Which of the lines below contain the string "SaveStepResponse"? Pull each one out of the data.

Start of Exercise materials

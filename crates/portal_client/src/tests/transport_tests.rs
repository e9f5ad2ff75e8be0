use std::{collections::HashMap, sync::Arc};

use super::*;
use axum::{
    extract::{Path, State},
    http::{HeaderMap, StatusCode},
    routing::{get, post},
    Form, Json, Router,
};
use crate::dashboard::{DashboardState, PollOutcome, PollingDashboardClient};
use shared::domain::StepNumber;
use tokio::{net::TcpListener, sync::Mutex};

#[derive(Debug, Clone)]
struct RecordedSave {
    step: u32,
    csrf: Option<String>,
    cookie: Option<String>,
    form: HashMap<String, String>,
}

#[derive(Clone, Default)]
struct ServerState {
    saves: Arc<Mutex<Vec<RecordedSave>>>,
}

async fn handle_save_step(
    State(state): State<ServerState>,
    Path(step): Path<u32>,
    headers: HeaderMap,
    Form(form): Form<HashMap<String, String>>,
) -> Json<SaveStepResponse> {
    let header = |name: &str| {
        headers
            .get(name)
            .and_then(|value| value.to_str().ok())
            .map(str::to_string)
    };
    state.saves.lock().await.push(RecordedSave {
        step,
        csrf: header(CSRF_HEADER),
        cookie: header("cookie"),
        form: form.clone(),
    });

    if form.get("department").map(String::as_str) == Some("") {
        let mut errors = shared::error::FieldErrors::new();
        errors.insert(
            "department".to_string(),
            vec!["This field is required.".to_string()],
        );
        return Json(SaveStepResponse::rejected(errors));
    }
    Json(SaveStepResponse::success())
}

async fn handle_analytics() -> Json<serde_json::Value> {
    Json(serde_json::json!({
        "total_count": 40,
        "pending_count": 12,
        "approved_count": 25,
        "approval_rate": 62.5
    }))
}

async fn spawn_portal_server(router: Router) -> String {
    std::env::set_var("NO_PROXY", "127.0.0.1,localhost");
    let listener = TcpListener::bind("127.0.0.1:0").await.expect("bind");
    let addr = listener.local_addr().expect("addr");
    tokio::spawn(async move {
        let _ = axum::serve(listener, router).await;
    });
    format!("http://{addr}")
}

fn portal_router(state: ServerState) -> Router {
    Router::new()
        .route("/save-step/:step/", post(handle_save_step))
        .route("/analytics_api/", get(handle_analytics))
        .with_state(state)
}

fn submission(step: u32, fields: &[(&str, &str)]) -> StepSubmission {
    StepSubmission {
        step: StepNumber(step),
        fields: fields
            .iter()
            .map(|(name, value)| (name.to_string(), value.to_string()))
            .collect(),
    }
}

#[test]
fn base_url_gains_trailing_slash_and_resolves_paths_beneath_it() {
    let config = HttpTransportConfig::new("https://portal.example.edu/faculty").expect("config");
    assert_eq!(config.base_url.as_str(), "https://portal.example.edu/faculty/");
    assert_eq!(
        config.resolve("/dashboard/").expect("resolve").as_str(),
        "https://portal.example.edu/faculty/dashboard/"
    );
    assert_eq!(
        config
            .resolve(&save_step_path(StepNumber(2)))
            .expect("resolve")
            .as_str(),
        "https://portal.example.edu/faculty/save-step/2/"
    );
}

#[test]
fn unusable_base_urls_are_config_errors() {
    assert!(matches!(
        HttpTransportConfig::new("  "),
        Err(ClientError::Config(_))
    ));
    assert!(matches!(
        HttpTransportConfig::new("not a url"),
        Err(ClientError::Config(_))
    ));
    assert!(matches!(
        HttpTransportConfig::new("mailto:dean@example.edu"),
        Err(ClientError::Config(_))
    ));
}

#[test]
fn cookie_header_carries_csrf_and_session() {
    let config = HttpTransportConfig::new("http://127.0.0.1:8000").expect("config");
    assert_eq!(config.cookie_header(), None);

    let config = config.with_csrf_token("tok").with_session_id("sess");
    assert_eq!(
        config.cookie_header().as_deref(),
        Some("csrftoken=tok; sessionid=sess")
    );
}

#[tokio::test]
async fn save_step_posts_form_with_csrf_header() {
    let state = ServerState::default();
    let server_url = spawn_portal_server(portal_router(state.clone())).await;
    let transport = HttpPortalTransport::new(
        HttpTransportConfig::new(&server_url)
            .expect("config")
            .with_csrf_token("csrf-123")
            .with_session_id("session-9"),
    )
    .expect("transport");

    let response = transport
        .save_step(&submission(2, &[("department", "Physics"), ("designation", "Professor")]))
        .await
        .expect("save");
    assert!(response.is_success());

    let saves = state.saves.lock().await;
    assert_eq!(saves.len(), 1);
    let saved = &saves[0];
    assert_eq!(saved.step, 2);
    assert_eq!(saved.csrf.as_deref(), Some("csrf-123"));
    assert_eq!(
        saved.cookie.as_deref(),
        Some("csrftoken=csrf-123; sessionid=session-9")
    );
    assert_eq!(saved.form.get("department").map(String::as_str), Some("Physics"));
    assert_eq!(saved.form.get("designation").map(String::as_str), Some("Professor"));
}

#[tokio::test]
async fn save_step_decodes_rejection_with_field_errors() {
    let server_url = spawn_portal_server(portal_router(ServerState::default())).await;
    let transport =
        HttpPortalTransport::new(HttpTransportConfig::new(&server_url).expect("config"))
            .expect("transport");

    let response = transport
        .save_step(&submission(2, &[("department", "")]))
        .await
        .expect("save");
    assert!(!response.is_success());
    assert!(response.errors.contains_key("department"));
}

#[tokio::test]
async fn forbidden_save_is_request_failure() {
    let router = Router::new().route(
        "/save-step/:step/",
        post(|| async { (StatusCode::FORBIDDEN, "CSRF verification failed") }),
    );
    let server_url = spawn_portal_server(router).await;
    let transport =
        HttpPortalTransport::new(HttpTransportConfig::new(&server_url).expect("config"))
            .expect("transport");

    let err = transport
        .save_step(&submission(1, &[]))
        .await
        .expect_err("must fail");
    assert!(err.is_request_failure(), "unexpected error: {err}");
}

#[tokio::test]
async fn fetch_analytics_decodes_stats() {
    let server_url = spawn_portal_server(portal_router(ServerState::default())).await;
    let transport =
        HttpPortalTransport::new(HttpTransportConfig::new(&server_url).expect("config"))
            .expect("transport");

    let snapshot = transport
        .fetch_analytics()
        .await
        .expect("fetch")
        .into_result()
        .expect("stats");
    assert_eq!(snapshot.total_count, 40);
    assert_eq!(snapshot.chart().datapoints(), [25, 12]);
}

#[tokio::test]
async fn undecodable_analytics_body_is_request_failure() {
    let router = Router::new().route("/analytics_api/", get(|| async { "<html>login</html>" }));
    let server_url = spawn_portal_server(router).await;
    let transport =
        HttpPortalTransport::new(HttpTransportConfig::new(&server_url).expect("config"))
            .expect("transport");

    let err = transport.fetch_analytics().await.expect_err("must fail");
    assert!(err.is_request_failure(), "unexpected error: {err}");
}

async fn first_poll_against(router: Router) -> (PollOutcome, DashboardState) {
    let server_url = spawn_portal_server(router).await;
    let transport = Arc::new(
        HttpPortalTransport::new(HttpTransportConfig::new(&server_url).expect("config"))
            .expect("transport"),
    );
    let dashboard = PollingDashboardClient::new(transport);
    let outcome = dashboard.poll().await;
    (outcome, dashboard.state().await)
}

#[tokio::test]
async fn error_body_on_server_error_status_leaves_dashboard_loading() {
    let router = Router::new().route(
        "/analytics_api/",
        get(|| async {
            (
                StatusCode::INTERNAL_SERVER_ERROR,
                Json(serde_json::json!({ "error": "statistics unavailable" })),
            )
        }),
    );

    let (outcome, state) = first_poll_against(router).await;
    assert_eq!(outcome, PollOutcome::Unchanged);
    assert_eq!(state, DashboardState::Loading);
}

#[tokio::test]
async fn structured_error_body_leaves_dashboard_loading() {
    let router = Router::new().route(
        "/analytics_api/",
        get(|| async { Json(serde_json::json!({ "error": { "detail": "db down" } })) }),
    );

    let (outcome, state) = first_poll_against(router).await;
    assert_eq!(outcome, PollOutcome::Unchanged);
    assert_eq!(state, DashboardState::Loading);
}

#[tokio::test]
async fn server_error_without_error_field_is_request_failure() {
    let router = Router::new().route(
        "/analytics_api/",
        get(|| async { (StatusCode::BAD_GATEWAY, "upstream down") }),
    );
    let server_url = spawn_portal_server(router).await;
    let transport =
        HttpPortalTransport::new(HttpTransportConfig::new(&server_url).expect("config"))
            .expect("transport");

    let err = transport.fetch_analytics().await.expect_err("must fail");
    assert!(err.is_request_failure(), "unexpected error: {err}");
}

#[tokio::test]
async fn unreachable_server_is_request_failure() {
    let listener = TcpListener::bind("127.0.0.1:0").await.expect("bind");
    let addr = listener.local_addr().expect("addr");
    drop(listener);

    let transport = HttpPortalTransport::new(
        HttpTransportConfig::new(&format!("http://{addr}"))
            .expect("config")
            .with_request_timeout(Duration::from_secs(2)),
    )
    .expect("transport");

    let err = transport.fetch_analytics().await.expect_err("must fail");
    assert!(err.is_request_failure(), "unexpected error: {err}");
}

End of Exercise materials

**Answer below:**
) -> Json<SaveStepResponse> {
        return Json(SaveStepResponse::rejected(errors));
    Json(SaveStepResponse::success())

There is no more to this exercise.